_Your assignment_:
Each line below must be reproduced exactly.

+++++

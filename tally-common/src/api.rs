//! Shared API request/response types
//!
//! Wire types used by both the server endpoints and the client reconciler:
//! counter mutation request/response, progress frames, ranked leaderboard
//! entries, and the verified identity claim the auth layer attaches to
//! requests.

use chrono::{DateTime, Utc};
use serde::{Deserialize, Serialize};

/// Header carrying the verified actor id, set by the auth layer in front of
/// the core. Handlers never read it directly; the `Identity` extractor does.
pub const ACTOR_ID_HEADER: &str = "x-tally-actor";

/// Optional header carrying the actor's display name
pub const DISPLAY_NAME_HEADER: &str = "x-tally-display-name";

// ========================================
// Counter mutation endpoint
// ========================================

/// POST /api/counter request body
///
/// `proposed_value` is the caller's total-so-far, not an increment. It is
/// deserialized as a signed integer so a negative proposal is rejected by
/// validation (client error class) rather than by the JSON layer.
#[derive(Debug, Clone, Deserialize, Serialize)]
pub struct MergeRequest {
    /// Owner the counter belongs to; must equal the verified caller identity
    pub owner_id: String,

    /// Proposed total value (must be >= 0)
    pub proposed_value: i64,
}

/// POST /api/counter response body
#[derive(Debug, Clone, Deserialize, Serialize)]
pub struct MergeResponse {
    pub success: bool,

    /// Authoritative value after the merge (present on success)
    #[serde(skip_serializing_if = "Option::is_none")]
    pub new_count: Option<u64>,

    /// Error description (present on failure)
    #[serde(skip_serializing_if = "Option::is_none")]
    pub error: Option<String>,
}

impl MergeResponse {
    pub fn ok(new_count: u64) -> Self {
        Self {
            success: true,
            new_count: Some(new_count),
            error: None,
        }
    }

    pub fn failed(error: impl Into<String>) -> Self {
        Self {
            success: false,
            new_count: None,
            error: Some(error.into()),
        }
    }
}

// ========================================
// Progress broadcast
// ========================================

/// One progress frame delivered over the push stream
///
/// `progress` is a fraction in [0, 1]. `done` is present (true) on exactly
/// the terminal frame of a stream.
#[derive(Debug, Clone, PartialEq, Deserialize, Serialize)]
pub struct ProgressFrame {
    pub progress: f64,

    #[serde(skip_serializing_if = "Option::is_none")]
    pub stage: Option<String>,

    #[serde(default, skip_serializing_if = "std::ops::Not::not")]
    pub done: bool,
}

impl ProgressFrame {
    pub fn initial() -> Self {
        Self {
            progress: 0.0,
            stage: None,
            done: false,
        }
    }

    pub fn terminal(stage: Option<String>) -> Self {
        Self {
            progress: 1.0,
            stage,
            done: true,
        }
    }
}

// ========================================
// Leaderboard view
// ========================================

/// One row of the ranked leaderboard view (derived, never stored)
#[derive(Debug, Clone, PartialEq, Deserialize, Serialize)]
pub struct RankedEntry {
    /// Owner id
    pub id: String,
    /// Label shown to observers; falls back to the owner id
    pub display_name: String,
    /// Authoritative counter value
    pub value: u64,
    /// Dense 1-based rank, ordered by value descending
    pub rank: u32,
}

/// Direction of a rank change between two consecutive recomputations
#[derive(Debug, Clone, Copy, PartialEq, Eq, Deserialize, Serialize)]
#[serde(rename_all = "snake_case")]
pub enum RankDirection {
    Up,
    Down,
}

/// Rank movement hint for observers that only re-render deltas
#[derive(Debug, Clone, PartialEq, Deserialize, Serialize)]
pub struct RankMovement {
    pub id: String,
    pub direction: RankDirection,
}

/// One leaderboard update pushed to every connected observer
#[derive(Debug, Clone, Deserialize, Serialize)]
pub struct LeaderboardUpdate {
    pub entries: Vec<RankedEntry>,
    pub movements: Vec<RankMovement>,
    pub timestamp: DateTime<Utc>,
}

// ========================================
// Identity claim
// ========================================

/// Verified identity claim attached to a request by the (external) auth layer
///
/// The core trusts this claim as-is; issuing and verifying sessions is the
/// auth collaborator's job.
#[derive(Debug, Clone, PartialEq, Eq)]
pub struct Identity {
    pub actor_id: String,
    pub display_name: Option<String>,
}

+++++

_Exercise output_:
filename tally-common/src/api.rs
//! Shared API request/response types
//!
//! Wire types used by both the server endpoints and the client reconciler:
//! counter mutation request/response, progress frames, ranked leaderboard
//! entries, and the verified identity claim the auth layer attaches to
//! requests.

use chrono::{DateTime, Utc};
use serde::{Deserialize, Serialize};

/// Header carrying the verified actor id, set by the auth layer in front of
/// the core. Handlers never read it directly; the `Identity` extractor does.
pub const ACTOR_ID_HEADER: &str = "x-tally-actor";

/// Optional header carrying the actor's display name
pub const DISPLAY_NAME_HEADER: &str = "x-tally-display-name";

// ========================================
// Counter mutation endpoint
// ========================================

/// POST /api/counter request body
///
/// `proposed_value` is the caller's total-so-far, not an increment. It is
/// deserialized as a signed integer so a negative proposal is rejected by
/// validation (client error class) rather than by the JSON layer.
#[derive(Debug, Clone, Deserialize, Serialize)]
pub struct MergeRequest {
    /// Owner the counter belongs to; must equal the verified caller identity
    pub owner_id: String,

    /// Proposed total value (must be >= 0)
    pub proposed_value: i64,
}

/// POST /api/counter response body
#[derive(Debug, Clone, Deserialize, Serialize)]
pub struct MergeResponse {
    pub success: bool,

    /// Authoritative value after the merge (present on success)
    #[serde(skip_serializing_if = "Option::is_none")]
    pub new_count: Option<u64>,

    /// Error description (present on failure)
    #[serde(skip_serializing_if = "Option::is_none")]
    pub error: Option<String>,
}

impl MergeResponse {
    pub fn ok(new_count: u64) -> Self {
        Self {
            success: true,
            new_count: Some(new_count),
            error: None,
        }
    }

    pub fn failed(error: impl Into<String>) -> Self {
        Self {
            success: false,
            new_count: None,
            error: Some(error.into()),
        }
    }
}

// ========================================
// Progress broadcast
// ========================================

/// One progress frame delivered over the push stream
///
/// `progress` is a fraction in [0, 1]. `done` is present (true) on exactly
/// the terminal frame of a stream.
#[derive(Debug, Clone, PartialEq, Deserialize, Serialize)]
pub struct ProgressFrame {
    pub progress: f64,

    #[serde(skip_serializing_if = "Option::is_none")]
    pub stage: Option<String>,

    #[serde(default, skip_serializing_if = "std::ops::Not::not")]
    pub done: bool,
}

impl ProgressFrame {
    pub fn initial() -> Self {
        Self {
            progress: 0.0,
            stage: None,
            done: false,
        }
    }

    pub fn terminal(stage: Option<String>) -> Self {
        Self {
            progress: 1.0,
            stage,
            done: true,
        }
    }
}

// ========================================
// Leaderboard view
// ========================================

/// One row of the ranked leaderboard view (derived, never stored)
#[derive(Debug, Clone, PartialEq, Deserialize, Serialize)]
pub struct RankedEntry {
    /// Owner id
    pub id: String,
    /// Label shown to observers; falls back to the owner id
    pub display_name: String,
    /// Authoritative counter value
    pub value: u64,
    /// Dense 1-based rank, ordered by value descending
    pub rank: u32,
}

/// Direction of a rank change between two consecutive recomputations
#[derive(Debug, Clone, Copy, PartialEq, Eq, Deserialize, Serialize)]
#[serde(rename_all = "snake_case")]
pub enum RankDirection {
    Up,
    Down,
}

/// Rank movement hint for observers that only re-render deltas
#[derive(Debug, Clone, PartialEq, Deserialize, Serialize)]
pub struct RankMovement {
    pub id: String,
    pub direction: RankDirection,
}

/// One leaderboard update pushed to every connected observer
#[derive(Debug, Clone, Deserialize, Serialize)]
pub struct LeaderboardUpdate {
    pub entries: Vec<RankedEntry>,
    pub movements: Vec<RankMovement>,
    pub timestamp: DateTime<Utc>,
}

// ========================================
// Identity claim
// ========================================

/// Verified identity claim attached to a request by the (external) auth layer
///
/// The core trusts this claim as-is; issuing and verifying sessions is the
/// auth collaborator's job.
#[derive(Debug, Clone, PartialEq, Eq)]
pub struct Identity {
    pub actor_id: String,
    pub display_name: Option<String>,
}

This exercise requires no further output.